Ghedin is not a conventional playwright. His work is nourished by the thorough observation of everyday life, of the confessions that cross the walls of the offices and that incessant tension between what is silent and what is exposed. Its theatrical pen finds fertile terrain in those awkward silences, in the deviant looks, in the holes of the dialogue where the truth is hidden. In Voyeurs, side B He stages a worn couple for the years of coexistence, with evaporated desire and tedium installed as a third inevitable presence. The emergence of a woman in the opposite building acts as a trigger, but more than an external character works as a mirror that returns what the protagonists refuse to recognize.
The theme of voyeurism, raised from the synopsis, exceeds erotic curiosity for the life of others. Ghedin works as a metaphor for desire: to look at the other as a way to meet what is missing in oneself. That “other woman” is, at the same time, a desired body and a projection of deficiencies. The playwright knows it and stresses it with precision: the public attends a game of mirrors where the intimate becomes a show and the private is disarmed under the magnifying glass of the collective gaze.
Ghedin’s experience as a sexologist is perceived in the naturalness with which he displays the contradictions of couple sexual life. There are no effective moralisms or turns; What predominates is a clinical look, already stripped at the same time deeply empathic. The author knows that sexuality is not exhausted in the physical act: it is a field of representations, fears and fantasies that cross coexistence. In the work, desire appears as an illusory screen, as a veil that hides the everyday and its folds. That tension between the apparent and the true is the “side B” of the title, what the protagonists – and the spectators – try to avoid but sooner or later becomes visible.

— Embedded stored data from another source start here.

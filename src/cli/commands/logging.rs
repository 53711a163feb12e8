use clap::{Arg, Command, builder::ValueParser};

pub const ARG_VERBOSITY: &str = "verbosity";

#[must_use]
pub fn validator_log_level() -> ValueParser {
    ValueParser::from(move |level: &str| -> std::result::Result<u8, String> {
        if let Ok(parsed) = level.parse::<u8>()
            && parsed <= 5
        {
            return Ok(parsed);
        }

        match level.to_lowercase().as_str() {
            "error" => Ok(0),
            "warn" => Ok(1),
            "info" => Ok(2),
            "debug" => Ok(3),
            "trace" => Ok(4),
            _ => Err("invalid log level".to_string()),
        }
    })
}

#[must_use]
pub fn with_args(command: Command) -> Command {
    command.arg(
        Arg::new(ARG_VERBOSITY)
            .short('v')
            .long("verbose")
            .help("Verbosity level: ERROR, WARN, INFO, DEBUG, TRACE (default: ERROR)")
            .env("SAMLFLOW_LOG_LEVEL")
            .global(true)
            .action(clap::ArgAction::Count)
            .value_parser(validator_log_level()),
    )
}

The scenic device, with open windows as an exposure symbol, reinforces the approach. The address of Mariano Dossena opts for a record that balances the intimate with the public: the conversations are filtered, the secrets are intuited, and the invisible becomes inevitably tangible. The actors maintain this dramaturgy of the suggested with solvency: Carreras and Sabaz embody the couple with nuances between frustration and nostalgia, while the appearance of Cahn introduces the disturbance of desire, that shift of the axis that dynamite the apparent calm. Salvador and Pisanu complete an assembly that provides rhythm and tension to the plot.

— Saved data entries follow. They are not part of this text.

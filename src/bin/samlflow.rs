use anyhow::Result;
use samlflow::cli;

#[tokio::main]
async fn main() -> Result<()> {
    let action = cli::start()?;

    action.execute().await?;

    Ok(())
}
//! Assertion validation and session issuance.

use thiserror::Error;
use tracing::{debug, error, warn};

use super::provider::{self, DirectoryError};
use super::registry::{Credentials, RegistryError, SamlAuthError, TenantRegistry};
use super::relay_state::RelayState;

/// Coarse sign-in failures. Only the variant reaches the browser.
#[derive(Debug, Error)]
pub enum SignInError {
    #[error("signup is not available for this tenant")]
    SignupDisabled,
    #[error("access denied")]
    AccessDenied,
    #[error("sign-in could not be validated")]
    ValidationError,
}

/// Validate `assertion` against the provider named by `state` and return the
/// credentials of the authenticated user.
///
/// The tenant transaction is committed once on success. Every failure path
/// drops the cursor uncommitted.
///
/// # Errors
/// See [`SignInError`]; details are logged, never returned.
pub async fn complete_sign_in(
    registry: &dyn TenantRegistry,
    state: &RelayState,
    assertion: Option<&str>,
) -> Result<Credentials, SignInError> {
    let tenant = state.tenant();
    let provider_id = state.provider();

    let Some(assertion) = assertion.filter(|assertion| !assertion.trim().is_empty()) else {
        warn!(tenant = %tenant, provider = %provider_id, "SAML2: missing SAMLResponse");
        return Err(SignInError::ValidationError);
    };

    let handle = registry.resolve(tenant).await.map_err(|err| {
        match &err {
            RegistryError::Unavailable(reason) => {
                warn!(tenant = %tenant, reason = %reason, "SAML2: tenant unavailable");
            }
            RegistryError::Storage(_) => {
                error!(tenant = %tenant, error = %err, "SAML2: tenant lookup failed");
            }
        }
        SignInError::ValidationError
    })?;

    let mut cursor = handle.cursor().await.map_err(|err| {
        error!(tenant = %tenant, error = %err, "SAML2: failed to open cursor");
        SignInError::ValidationError
    })?;

    // the provider must exist and be enabled before the assertion is looked at
    if let Err(err) = provider::resolve(cursor.as_mut(), provider_id).await {
        match err {
            DirectoryError::NotFound(_) | DirectoryError::NotInstalled => {
                warn!(tenant = %tenant, provider = %provider_id, error = %err, "SAML2: unknown provider");
            }
            _ => {
                error!(tenant = %tenant, provider = %provider_id, error = %err, "SAML2: provider lookup failed");
            }
        }
        return Err(SignInError::ValidationError);
    }

    let Some(users) = cursor.users() else {
        warn!(tenant = %tenant, "SAML2: user model not installed, signup unavailable");
        return Err(SignInError::SignupDisabled);
    };

    let credentials = match users
        .authenticate_via_saml(provider_id, assertion, state.context())
        .await
    {
        Ok(credentials) => credentials,
        Err(SamlAuthError::SignupDisabled) => {
            warn!(tenant = %tenant, provider = %provider_id, "SAML2: signup disabled for unknown identity");
            return Err(SignInError::SignupDisabled);
        }
        Err(SamlAuthError::AccessDenied(reason)) => {
            warn!(tenant = %tenant, provider = %provider_id, reason = %reason, "SAML2: access denied");
            return Err(SignInError::AccessDenied);
        }
        Err(SamlAuthError::Internal(err)) => {
            error!(tenant = %tenant, provider = %provider_id, error = %err, "SAML2: assertion validation failed");
            return Err(SignInError::ValidationError);
        }
    };

    cursor.commit().await.map_err(|err| {
        error!(tenant = %tenant, error = %err, "SAML2: failed to commit sign-in");
        SignInError::ValidationError
    })?;

    debug!(tenant = %tenant, provider = %provider_id, login = %credentials.login, "SAML2: sign-in validated");

    Ok(credentials)
}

The great merit of Voyeurs, side B It is not formed to narrate a couple crisis. What Ghedin proposes is an exam on the contemporary condition: we live in a society where to look and be seen constitutes a daily experience, amplified by screens, networks and various exhibitionisms. The theater works here as a laboratory of that paradox: we all observe, we all want, but few are encouraged to expose themselves in its most stark truth.
In that sense, the work raises a question that resonates beyond the room: to what extent are we willing to be really seen? The other’s look can excite, bother or undress what we prefer to keep hidden. And that is where Ghedin, with the security of those who have heard for decades the most intimate stories of his patients, knows that desire is always ambivalent: illuminates and darkens, promises and disappoints.
Voyeurs, side B He confirms that Walter Ghedin has found in the dramaturgy a privileged channel for clinical knowledge. Its theater is not merely testimonial or illustrative: it is a poetic exploration and at the same time requires the conflicts of couple, the gray areas of sexuality and that moving land where the intimate is exposed to the public gaze. A work that challenges, uncomfortable and, above all, forces the viewer to recognize themselves in the mirror of the scene.